El
pasado día 23 de abril, fiesta del libro, encontré este ejemplar de la
colombiana Laura Restrepo, La novia oscura, por un euro. Mi voracidad
compradora estaba ya más que satisfecha con otros que llevaba en una bolsa
pero, la prestigiosa editorial Anagrama y el saber que la autora era
sudamericana, me impulsaron a examinarlo. Que en la contraportada hubiera un
comentario muy elogioso de Gabriel García Márquez determinó que se me hiciera
irresistible echarlo a la bolsa.
Tengo
un centenar de libros de literatura hispanoamericana – más de la mitad sin
leer-. Cada vez que compro cualquier libro, incremento una deuda que me oprime, también porque el
espacio en mi casa se va colmatando. La única manera de conseguir un cierto
bienestar espiritual es leerlos y contemplar en mis paredes que aumenta la
superficie de libros conquistados por mi conocimiento, ya sea para decirles “no
vales para tanto y algún día te revenderé” o para declarar que resultan una
joya que honra mi biblioteca, joya para que herede mi hija, o para prestar a
algún amigo con especial recomendación.
No era
ésta la primera sensación al leer La novia oscura. Trata de un
asentamiento de prostíbulos que se ha adherido a una explotación
petrolífera de un lugar remoto de Colombia.

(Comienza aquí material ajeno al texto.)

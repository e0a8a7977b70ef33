mod common;

use diabetes_classifiers::data_handling::{FEATURE_NAMES, N_FEATURES};
use diabetes_classifiers::error::PipelineError;
use diabetes_classifiers::io::read_dataset;

const HEADER: &str =
    "Pregnancies,Glucose,BloodPressure,SkinThickness,Insulin,BMI,DiabetesPedigreeFunction,Age,Outcome";

fn assert_data_load(result: diabetes_classifiers::Result<diabetes_classifiers::Dataset>) -> String {
    match result {
        Err(e @ PipelineError::DataLoad { .. }) => e.to_string(),
        other => panic!("expected DataLoad error, got {:?}", other.map(|d| d.len())),
    }
}

#[test]
fn reads_generated_dataset() {
    let dir = tempfile::tempdir().unwrap();
    let path = dir.path().join("diabetes.csv");
    common::write_dataset(&path, 120, 3);

    let data = read_dataset(&path).unwrap();
    assert_eq!(data.len(), 120);
    assert_eq!(data.x.ncols(), N_FEATURES);
    assert!(data.n_positive() > 0 && data.n_positive() < 120);
}

#[test]
fn reads_tab_separated_file() {
    let dir = tempfile::tempdir().unwrap();
    let path = dir.path().join("diabetes.tsv");
    common::write_dataset(&path, 30, 3);
    assert_eq!(read_dataset(&path).unwrap().len(), 30);
}

#[test]
fn reorders_columns_into_canonical_order() {
    let dir = tempfile::tempdir().unwrap();
    let content = "Outcome,Age,DiabetesPedigreeFunction,BMI,Insulin,SkinThickness,BloodPressure,Glucose,Pregnancies\n\
                   1,50,0.6,33.1,0,30,72,148,6\n";
    let path = common::write_text(dir.path(), "shuffled.csv", content);

    let data = read_dataset(&path).unwrap();
    assert_eq!(data.x.row_slice(0), &[6.0, 148.0, 72.0, 30.0, 0.0, 33.1, 0.6, 50.0]);
    assert_eq!(data.y, vec![1]);
}

#[test]
fn missing_file_is_a_data_load_error() {
    let dir = tempfile::tempdir().unwrap();
    let msg = assert_data_load(read_dataset(dir.path().join("absent.csv")));
    assert!(msg.contains("does not exist"));
}

#[test]
fn wrong_header_is_rejected() {
    let dir = tempfile::tempdir().unwrap();
    let content = "Pregnancies,Glucose,BloodPressure,SkinThickness,Insulin,BMI,Age,Outcome\n1,2,3,4,5,6,7,0\n";
    let path = common::write_text(dir.path(), "short.csv", content);
    assert_data_load(read_dataset(&path));

    let renamed = HEADER.replace("Glucose", "Glucose_mg");
    let path = common::write_text(dir.path(), "renamed.csv", &format!("{}\n1,2,3,4,5,6,7,8,0\n", renamed));
    let msg = assert_data_load(read_dataset(&path));
    assert!(msg.contains(FEATURE_NAMES[1]));
}

#[test]
fn non_numeric_and_blank_cells_are_rejected() {
    let dir = tempfile::tempdir().unwrap();
    let path = common::write_text(
        dir.path(),
        "text.csv",
        &format!("{}\n1,85,66,29,0,26.6,0.351,31,0\n1,high,66,29,0,26.6,0.351,31,0\n", HEADER),
    );
    let msg = assert_data_load(read_dataset(&path));
    assert!(msg.contains("line 3"), "{}", msg);

    let path = common::write_text(
        dir.path(),
        "blank.csv",
        &format!("{}\n1,85,,29,0,26.6,0.351,31,0\n", HEADER),
    );
    assert_data_load(read_dataset(&path));
}

#[test]
fn outcome_must_be_binary() {
    let dir = tempfile::tempdir().unwrap();
    let path = common::write_text(
        dir.path(),
        "outcome.csv",
        &format!("{}\n1,85,66,29,0,26.6,0.351,31,2\n", HEADER),
    );
    let msg = assert_data_load(read_dataset(&path));
    assert!(msg.contains("outcome"));
}

#[test]
fn header_only_file_is_rejected() {
    let dir = tempfile::tempdir().unwrap();
    let path = common::write_text(dir.path(), "empty.csv", &format!("{}\n", HEADER));
    let msg = assert_data_load(read_dataset(&path));
    assert!(msg.contains("no data rows"));
}

#[test]
fn split_is_reproducible() {
    let dir = tempfile::tempdir().unwrap();
    let path = dir.path().join("diabetes.csv");
    common::write_dataset(&path, 101, 11);
    let data = read_dataset(&path).unwrap();

    let (train_a, test_a) = data.train_test_split(0.2, 42).unwrap();
    let (train_b, test_b) = data.train_test_split(0.2, 42).unwrap();
    assert_eq!(test_a.len(), 21);
    assert_eq!(train_a.len(), 80);
    assert_eq!(test_a.x, test_b.x);
    assert_eq!(train_a.y, train_b.y);

    let (_, test_c) = data.train_test_split(0.2, 43).unwrap();
    assert_ne!(test_a.x, test_c.x);
}

#[test]
fn summary_reports_class_balance() {
    let dir = tempfile::tempdir().unwrap();
    let path = dir.path().join("diabetes.csv");
    common::write_dataset(&path, 200, 5);
    let data = read_dataset(&path).unwrap();

    let summary = data.summary();
    assert_eq!(summary.n_samples, 200);
    assert_eq!(summary.n_positive + summary.n_negative, 200);
    assert_eq!(summary.features.len(), N_FEATURES);
    let glucose = &summary.features[1];
    assert_eq!(glucose.name, "Glucose");
    assert!(glucose.min >= 70.0 && glucose.max <= 200.0);
    assert!(glucose.min <= glucose.median && glucose.median <= glucose.max);
}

No llega a ser realismo mágico, pero sí costumbrismo exótico desbordante, para
mí sospechoso de hiperbólico.
Aunque
el libro se lee muy bien, -es del estilo de Gabriel García Márquez quien lo calificó de lectura
irrefutablemente placentera. (y eso que en alguna entrevista oí al
escritor que procuraba evitar los
adverbios terminados en “mente”)-, yo me estaba preguntando si me interesa
tanto una historia de hipercostumbrismo prostibulario como para 412 páginas,
que se parecían demasiado en la decoración, ritmo, respiración, al gran Gabo.

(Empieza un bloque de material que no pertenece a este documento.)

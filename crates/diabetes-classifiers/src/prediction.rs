//! Inference-side value types: validated inputs and prediction outputs.
use serde::{Deserialize, Serialize};

use crate::data_handling::{FEATURE_NAMES, N_FEATURES};
use crate::error::{PipelineError, Result};

/// One sample's eight clinical features in canonical order.
///
/// Construction rejects a wrong count, non-numeric text, non-finite and
/// negative values, so every `FeatureVector` can be fed to a model as is.
#[derive(Debug, Clone, Copy, PartialEq, Serialize)]
pub struct FeatureVector([f64; N_FEATURES]);

impl FeatureVector {
    pub fn new(values: [f64; N_FEATURES]) -> Result<Self> {
        for (value, name) in values.iter().zip(FEATURE_NAMES.iter()) {
            if !value.is_finite() {
                return Err(PipelineError::InvalidFeature(format!(
                    "{} must be a finite number, got {}",
                    name, value
                )));
            }
            if *value < 0.0 {
                return Err(PipelineError::InvalidFeature(format!(
                    "{} must not be negative, got {}",
                    name, value
                )));
            }
        }
        Ok(FeatureVector(values))
    }

    /// Parse text fields (e.g. form or CLI input) into a feature vector.
    pub fn parse_fields<S: AsRef<str>>(fields: &[S]) -> Result<Self> {
        if fields.len() != N_FEATURES {
            return Err(wrong_count(fields.len()));
        }
        let mut values = [0.0; N_FEATURES];
        for ((slot, field), name) in values.iter_mut().zip(fields).zip(FEATURE_NAMES.iter()) {
            let raw = field.as_ref().trim();
            *slot = raw.parse::<f64>().map_err(|_| {
                PipelineError::InvalidFeature(format!("{} is not numeric: '{}'", name, raw))
            })?;
        }
        Self::new(values)
    }

    pub fn as_slice(&self) -> &[f64] {
        &self.0
    }

    pub fn values(&self) -> [f64; N_FEATURES] {
        self.0
    }
}

impl TryFrom<&[f64]> for FeatureVector {
    type Error = PipelineError;

    fn try_from(values: &[f64]) -> Result<Self> {
        let values: [f64; N_FEATURES] = values.try_into().map_err(|_| wrong_count(values.len()))?;
        Self::new(values)
    }
}

fn wrong_count(found: usize) -> PipelineError {
    PipelineError::InvalidFeature(format!(
        "expected {} features ({}), got {}",
        N_FEATURES,
        FEATURE_NAMES.join(", "),
        found
    ))
}

/// Coarse risk band derived from the positive-class probability.
#[derive(Debug, Clone, Copy, PartialEq, Eq, Serialize, Deserialize)]
#[serde(rename_all = "lowercase")]
pub enum RiskLevel {
    Low,
    Medium,
    High,
}

impl RiskLevel {
    /// High above 0.7, Medium above 0.4, Low otherwise.
    pub fn from_probability(probability: f64) -> Self {
        if probability > 0.7 {
            RiskLevel::High
        } else if probability > 0.4 {
            RiskLevel::Medium
        } else {
            RiskLevel::Low
        }
    }
}

#[derive(Debug, Clone, Copy, PartialEq, Serialize, Deserialize)]
pub struct PredictionResult {
    /// 1 = diabetes predicted.
    pub label: u8,
    /// Probability of the positive class, in [0, 1].
    pub probability: f64,
}

impl PredictionResult {
    pub fn risk_level(&self) -> RiskLevel {
        RiskLevel::from_probability(self.probability)
    }
}

#[derive(Debug, Clone, PartialEq, Serialize, Deserialize)]
pub struct FeatureImpact {
    pub name: String,
    pub value: f64,
    /// Value as the model saw it (after scaling).
    pub scaled_value: f64,
    pub importance: f64,
}

#[derive(Debug, Clone, PartialEq, Serialize, Deserialize)]
pub struct PredictionExplanation {
    pub prediction: u8,
    pub probability_no_diabetes: f64,
    pub probability_diabetes: f64,
    /// Probability of the predicted class.
    pub model_confidence: f64,
    pub risk_level: RiskLevel,
    pub feature_impact: Vec<FeatureImpact>,
}

#[cfg(test)]
mod tests {
    use super::*;

    #[test]
    fn parse_fields_accepts_padded_numbers() {
        let fv = FeatureVector::parse_fields(&["1", " 85", "66", "29", "0", "26.6", "0.351", "31 "]).unwrap();
        assert_eq!(fv.values()[5], 26.6);
    }

    #[test]
    fn parse_fields_rejects_text() {
        let err = FeatureVector::parse_fields(&["1", "high", "66", "29", "0", "26.6", "0.351", "31"]).unwrap_err();
        assert!(matches!(err, PipelineError::InvalidFeature(_)));
    }

    #[test]
    fn rejects_wrong_count() {
        let err = FeatureVector::try_from(&[1.0; 7][..]).unwrap_err();
        assert!(matches!(err, PipelineError::InvalidFeature(_)));
    }

    #[test]
    fn rejects_non_finite_and_negative() {
        let mut values = [1.0; N_FEATURES];
        values[2] = f64::NAN;
        assert!(FeatureVector::new(values).is_err());
        values[2] = -3.0;
        assert!(FeatureVector::new(values).is_err());
    }

    #[test]
    fn risk_bands() {
        assert_eq!(RiskLevel::from_probability(0.2), RiskLevel::Low);
        assert_eq!(RiskLevel::from_probability(0.4), RiskLevel::Low);
        assert_eq!(RiskLevel::from_probability(0.55), RiskLevel::Medium);
        assert_eq!(RiskLevel::from_probability(0.71), RiskLevel::High);
    }
}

¿Por qué no releer al original, en lugar de enfrascarme con una imitadora?.
Pero me
paré a recordar un comentario de mi principal proveedor de libros -Luis Felipe
Comendador-, que ha estado hace un par de meses en Perú, y en algún momento de
su viaje paró por la Amazonía, sitio donde me confesó haber pasado bastante
miedo ante los personajes patibularios y las situaciones limítrofes con la
muerte violenta por cualquier cosa; incomprensibles para los que vivimos en el racional y plácido geriátrico europeo.
Su
comentario era más o menos que, aunque parezca increíble por exagerado, lo que
aparece en los libros es verdad y, a veces, hasta se queda corto. Creo que esa
opinión –tomarlo como si fuera verdad-
empezó a gravitar sobre mi lectura y me convenció para seguir
disfrutando, y lo he conseguido.
Para
recomendároslo copiaré el instante en que uno de los protagonistas se rebela
contra las insípidas bolas de arroz que da de comer la empresa petrolera a sus
obreros, que va a ser la gota que colme el receptáculo de las humillaciones y
explotaciones:
Si antes sólo gratitud y sumisión había
sentido, de repente hoy, con esa bola de arroz en la mano y tomándole el pulso
de la indignación de los demás, encontró motivos de sobra para la suya
propia. Por primera vez reconoció que el
mundo, amable tal vez para otros, había reservado para él una cara hostil y se
animó a querer que las cosas fueran distintas; él, el Payanés, que sabía rehuir
el sufrimiento con tanta valentía, o según se mire, con tanta cobardía; él, que
despreciaba a los quejumbrosos, que desconocía el descontento, que desdeñaba a
tal punto el dolor que era incapaz de detectarlo cuando lo llevaba encima; que
no se permitía soñar sino cuando estaba dormido, hoy de repente se dejaba
arrastrar por el furor y resentía en los huesos la crónica humedad de sus
hamaca en esas noches sofocadas de la selva, tan cortas que no brindaban
descanso, y odió la soledad de sus días demasiado largos entre tantos hombres
que, pese al hacinamiento, no se acompañaban; supo de un cansancio del que
nunca antes se había permitido saber y, por primera vez desde que salió de sus
distante ciudad de Popayán, se dio el lujo de añorar a aquellos que no había
vuelto a ver.
-Pues sí, qué carajo. Yo también estoy
harto –reconoció y quiso cobrarle a la vida cada una de sus rudezas y sus
mezquindades, y echarle en cara a la Tropical Oil Company los mordiscos que el
exceso de trabajo le pegaba a sus músculos exigidos hasta el calambre, y el
ruido atronador de las máquinas que le congestionaba el cráneo y le secaba el
pensar, y la rutina de galeote que tan de buena gana había aceptado y, ante
todo, el peso negro de ese cielo que cada noche lo envolvía lejos del abrazo de
....
Aunque es la
descripción de la toma de conciencia clásica, la concietización, nadie se me asuste: no es un libro
político; es de pasión. No digo más que parte del cabreo del Payanés es por
amor celos y despecho. Por eso lanzará la bola de arroz contra el retrato del
presidente de la Compañía Petrolífera desencadenando una huelga.